Chapter 8 of 28 · 3878 words · ~19 min read

Part 8

All I had in the world was up as margin in Harding’s office. I was neither cheered nor made stubborn by the knowledge of that fact. What was plain was that I had read the tape accurately and that I had been a ninny to let Ed Harding shake my own resolution. There was no sense in recriminations, because I had no time to lose; and besides, what’s done is done. So I gave an order to take in my shorts. The stock was around 165 when I sent in that order to buy in the four thousand UP. at the market.

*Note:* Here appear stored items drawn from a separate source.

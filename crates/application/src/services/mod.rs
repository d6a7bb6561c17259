//! Application services - Use case implementations

mod action_runner;
mod route_planner_service;
pub mod route_summarizer;

pub use action_runner::{ActionHandle, ActionRunner};
pub use route_planner_service::{
    Anchor, PanelOutcome, PlaceCategory, PlacesPanel, PlannerSettings, RoutePlan,
    RoutePlannerService, RouteRequest, validate_request,
};
pub use route_summarizer::{DurationParts, RouteSummary, summarize};
//! Places adapter - Implements PlacesPort using integration_nominatim

use application::error::ApplicationError;
use application::ports::PlacesPort;
use async_trait::async_trait;
use domain::{GeoPoint, PlaceHit};
use integration_nominatim::{NominatimConfig, NominatimPlacesClient, PlacesClient, PlacesError};
use tracing::{instrument, warn};

/// Adapter for nearby-places searches via Nominatim
pub struct PlacesAdapter {
    client: Box<dyn PlacesClient>,
}

impl std::fmt::Debug for PlacesAdapter {
    fn fmt(&self, f: &mut std::fmt::Formatter<'_>) -> std::fmt::Result {
        f.debug_struct("PlacesAdapter")
            .field("client", &"<PlacesClient>")
            .finish()
    }
}

impl PlacesAdapter {
    /// Create an adapter from an existing client
    pub fn new(client: Box<dyn PlacesClient>) -> Self {
        Self { client }
    }

    /// Create an adapter with a Nominatim client for `config`
    ///
    /// # Errors
    ///
    /// Returns `Configuration` if the configuration is invalid.
    pub fn from_config(config: &NominatimConfig) -> Result<Self, ApplicationError> {
        let client = NominatimPlacesClient::new(config).map_err(map_error)?;
        Ok(Self::new(Box::new(client)))
    }
}

/// Map a places error to the application error space
pub(crate) fn map_error(err: PlacesError) -> ApplicationError {
    match err {
        PlacesError::InvalidQuery(reason) => ApplicationError::InvalidInput(reason),
        PlacesError::ConfigurationError(reason) => ApplicationError::Configuration(reason),
        other => ApplicationError::UpstreamUnavailable(other.to_string()),
    }
}

#[async_trait]
impl PlacesPort for PlacesAdapter {
    #[instrument(skip(self))]
    async fn nearby(
        &self,
        center: GeoPoint,
        keyword: &str,
        radius_km: Option<f64>,
    ) -> Result<Vec<PlaceHit>, ApplicationError> {
        self.client
            .nearby(center, keyword, radius_km)
            .await
            .map_err(|e| {
                warn!(error = %e, keyword, "Places search failed");
                map_error(e)
            })
    }
}
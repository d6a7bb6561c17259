//! Domain layer for the route planner
//!
//! Contains the coordinate and route value objects, the location entities
//! produced by the remote services, and the per-session selection state.
//! This layer performs no I/O.

pub mod entities;
pub mod errors;
pub mod value_objects;

pub use entities::*;
pub use errors::DomainError;
pub use value_objects::*;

I had a three-point loss on it at that figure. Well, my brokers paid 172 and 174 for some of it before they were through. I found when I got my reports that Ed Harding’s kindly intentioned interference cost me forty thousand dollars. _A low price for a man to pay for not having the courage of his own convictions! It was a cheap lesson._

I wasn’t worried, because the tape said still higher prices. It was an unusual move and there were no precedents for the action of the directors, but I did this time what I thought I ought to do. As soon as I had given the first order to buy four thousand shares to cover my shorts I decided to profit by what the tape indicated and so I went along. I bought four thousand shares and held that stock until the next morning. Then I got out. I not only made up the forty thousand dollars I had lost but about fifteen thousand besides. If Ed Harding hadn’t tried to save me money I’d have made a killing. But he did me a very great service, for it was the lesson of that episode that, I firmly believe, _completed_ my education as a trader.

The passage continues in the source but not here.